TASK PROMPT:
Starting with the first line and ending with the one that holds "pub async fn list_accounts(uri: &DatabaseUri)", retype the entries exactly.

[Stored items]
-*-
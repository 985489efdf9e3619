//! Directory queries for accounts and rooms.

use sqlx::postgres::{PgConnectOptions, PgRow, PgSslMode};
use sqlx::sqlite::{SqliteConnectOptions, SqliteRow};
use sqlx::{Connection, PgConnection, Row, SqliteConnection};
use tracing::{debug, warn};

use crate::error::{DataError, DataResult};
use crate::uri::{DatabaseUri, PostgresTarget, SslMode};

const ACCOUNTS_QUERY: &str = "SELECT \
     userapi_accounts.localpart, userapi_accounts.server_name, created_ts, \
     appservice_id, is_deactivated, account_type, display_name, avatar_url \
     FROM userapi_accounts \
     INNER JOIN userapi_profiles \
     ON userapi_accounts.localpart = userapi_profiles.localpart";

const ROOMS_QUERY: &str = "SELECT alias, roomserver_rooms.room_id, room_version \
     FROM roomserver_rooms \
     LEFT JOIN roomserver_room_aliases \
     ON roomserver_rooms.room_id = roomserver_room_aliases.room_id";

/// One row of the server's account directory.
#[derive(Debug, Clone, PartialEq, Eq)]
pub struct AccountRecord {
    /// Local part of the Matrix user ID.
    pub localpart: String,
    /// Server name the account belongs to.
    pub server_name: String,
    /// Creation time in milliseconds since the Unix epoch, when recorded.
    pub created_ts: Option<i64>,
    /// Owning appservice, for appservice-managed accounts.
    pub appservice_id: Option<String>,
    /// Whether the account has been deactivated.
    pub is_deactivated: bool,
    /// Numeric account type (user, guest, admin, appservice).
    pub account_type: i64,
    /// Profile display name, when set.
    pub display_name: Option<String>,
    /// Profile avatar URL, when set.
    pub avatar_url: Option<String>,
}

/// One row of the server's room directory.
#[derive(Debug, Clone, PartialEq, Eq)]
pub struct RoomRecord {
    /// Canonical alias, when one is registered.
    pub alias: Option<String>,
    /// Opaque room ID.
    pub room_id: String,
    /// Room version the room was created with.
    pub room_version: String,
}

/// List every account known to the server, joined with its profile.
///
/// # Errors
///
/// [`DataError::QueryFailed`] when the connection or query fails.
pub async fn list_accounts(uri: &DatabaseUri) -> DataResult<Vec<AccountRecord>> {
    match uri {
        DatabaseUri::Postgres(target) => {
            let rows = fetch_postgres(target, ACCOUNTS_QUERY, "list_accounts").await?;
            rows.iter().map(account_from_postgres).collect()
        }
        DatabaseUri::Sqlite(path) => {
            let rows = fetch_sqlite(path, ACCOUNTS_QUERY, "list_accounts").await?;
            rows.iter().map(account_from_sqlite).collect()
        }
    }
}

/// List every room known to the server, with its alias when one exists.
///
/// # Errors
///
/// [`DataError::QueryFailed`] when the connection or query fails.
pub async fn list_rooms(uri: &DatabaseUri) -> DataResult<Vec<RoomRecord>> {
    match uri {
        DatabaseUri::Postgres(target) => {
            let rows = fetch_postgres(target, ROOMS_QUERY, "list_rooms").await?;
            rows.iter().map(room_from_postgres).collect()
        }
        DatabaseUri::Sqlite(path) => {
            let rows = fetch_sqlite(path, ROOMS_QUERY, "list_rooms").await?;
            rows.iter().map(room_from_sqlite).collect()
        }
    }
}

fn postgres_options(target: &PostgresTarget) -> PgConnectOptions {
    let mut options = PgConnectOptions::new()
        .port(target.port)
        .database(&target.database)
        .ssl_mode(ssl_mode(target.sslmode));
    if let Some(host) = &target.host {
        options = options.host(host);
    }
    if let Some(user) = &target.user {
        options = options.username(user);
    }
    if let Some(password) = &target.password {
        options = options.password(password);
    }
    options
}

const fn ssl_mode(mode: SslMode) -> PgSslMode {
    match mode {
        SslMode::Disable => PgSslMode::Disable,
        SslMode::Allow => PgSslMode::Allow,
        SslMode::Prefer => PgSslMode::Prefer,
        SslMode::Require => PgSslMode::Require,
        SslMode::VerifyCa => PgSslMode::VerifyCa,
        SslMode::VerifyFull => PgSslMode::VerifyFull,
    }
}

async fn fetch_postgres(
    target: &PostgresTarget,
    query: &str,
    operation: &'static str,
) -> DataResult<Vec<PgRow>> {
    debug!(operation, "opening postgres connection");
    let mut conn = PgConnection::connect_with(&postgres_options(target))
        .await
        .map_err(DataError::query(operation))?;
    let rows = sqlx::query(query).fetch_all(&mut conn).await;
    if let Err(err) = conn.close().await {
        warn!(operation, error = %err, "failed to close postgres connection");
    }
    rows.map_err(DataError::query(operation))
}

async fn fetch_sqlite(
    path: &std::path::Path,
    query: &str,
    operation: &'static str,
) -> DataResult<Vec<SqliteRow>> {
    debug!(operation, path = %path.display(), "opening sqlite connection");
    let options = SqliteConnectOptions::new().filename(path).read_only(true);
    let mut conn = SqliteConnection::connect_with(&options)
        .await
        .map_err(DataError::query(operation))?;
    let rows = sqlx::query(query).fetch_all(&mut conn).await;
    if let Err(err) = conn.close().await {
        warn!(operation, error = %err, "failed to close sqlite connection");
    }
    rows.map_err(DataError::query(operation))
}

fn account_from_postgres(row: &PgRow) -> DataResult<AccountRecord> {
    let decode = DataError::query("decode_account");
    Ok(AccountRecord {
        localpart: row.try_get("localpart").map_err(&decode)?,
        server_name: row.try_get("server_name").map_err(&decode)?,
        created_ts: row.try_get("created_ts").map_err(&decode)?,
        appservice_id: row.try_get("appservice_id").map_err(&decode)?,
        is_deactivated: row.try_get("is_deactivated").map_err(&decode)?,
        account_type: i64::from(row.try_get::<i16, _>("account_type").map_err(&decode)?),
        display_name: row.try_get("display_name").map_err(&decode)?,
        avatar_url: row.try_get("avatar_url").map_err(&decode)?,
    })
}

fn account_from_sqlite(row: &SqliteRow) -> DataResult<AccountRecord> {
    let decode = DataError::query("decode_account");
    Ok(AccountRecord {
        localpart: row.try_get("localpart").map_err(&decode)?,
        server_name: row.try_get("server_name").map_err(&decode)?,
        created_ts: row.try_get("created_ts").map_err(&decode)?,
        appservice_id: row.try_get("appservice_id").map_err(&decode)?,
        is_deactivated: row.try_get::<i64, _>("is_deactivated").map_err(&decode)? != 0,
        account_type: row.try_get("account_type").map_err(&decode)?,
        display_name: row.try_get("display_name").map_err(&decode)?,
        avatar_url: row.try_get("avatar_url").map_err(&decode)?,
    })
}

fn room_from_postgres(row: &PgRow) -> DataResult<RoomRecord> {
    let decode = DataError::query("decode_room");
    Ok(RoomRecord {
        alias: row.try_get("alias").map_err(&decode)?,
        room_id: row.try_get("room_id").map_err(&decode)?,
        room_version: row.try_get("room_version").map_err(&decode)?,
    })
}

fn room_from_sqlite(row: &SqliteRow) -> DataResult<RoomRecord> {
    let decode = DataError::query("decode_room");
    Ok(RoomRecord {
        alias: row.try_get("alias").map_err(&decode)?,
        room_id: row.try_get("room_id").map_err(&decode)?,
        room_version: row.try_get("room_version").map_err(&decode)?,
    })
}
-*-
YOUR RESPONSE:
repository 985489efdf9e3619
//! Directory queries for accounts and rooms.

use sqlx::postgres::{PgConnectOptions, PgRow, PgSslMode};
use sqlx::sqlite::{SqliteConnectOptions, SqliteRow};
use sqlx::{Connection, PgConnection, Row, SqliteConnection};
use tracing::{debug, warn};

use crate::error::{DataError, DataResult};
use crate::uri::{DatabaseUri, PostgresTarget, SslMode};

const ACCOUNTS_QUERY: &str = "SELECT \
     userapi_accounts.localpart, userapi_accounts.server_name, created_ts, \
     appservice_id, is_deactivated, account_type, display_name, avatar_url \
     FROM userapi_accounts \
     INNER JOIN userapi_profiles \
     ON userapi_accounts.localpart = userapi_profiles.localpart";

const ROOMS_QUERY: &str = "SELECT alias, roomserver_rooms.room_id, room_version \
     FROM roomserver_rooms \
     LEFT JOIN roomserver_room_aliases \
     ON roomserver_rooms.room_id = roomserver_room_aliases.room_id";

/// One row of the server's account directory.
#[derive(Debug, Clone, PartialEq, Eq)]
pub struct AccountRecord {
    /// Local part of the Matrix user ID.
    pub localpart: String,
    /// Server name the account belongs to.
    pub server_name: String,
    /// Creation time in milliseconds since the Unix epoch, when recorded.
    pub created_ts: Option<i64>,
    /// Owning appservice, for appservice-managed accounts.
    pub appservice_id: Option<String>,
    /// Whether the account has been deactivated.
    pub is_deactivated: bool,
    /// Numeric account type (user, guest, admin, appservice).
    pub account_type: i64,
    /// Profile display name, when set.
    pub display_name: Option<String>,
    /// Profile avatar URL, when set.
    pub avatar_url: Option<String>,
}

/// One row of the server's room directory.
#[derive(Debug, Clone, PartialEq, Eq)]
pub struct RoomRecord {
    /// Canonical alias, when one is registered.
    pub alias: Option<String>,
    /// Opaque room ID.
    pub room_id: String,
    /// Room version the room was created with.
    pub room_version: String,
}

/// List every account known to the server, joined with its profile.
///
/// # Errors
///
/// [`DataError::QueryFailed`] when the connection or query fails.
pub async fn list_accounts(uri: &DatabaseUri) -> DataResult<Vec<AccountRecord>> {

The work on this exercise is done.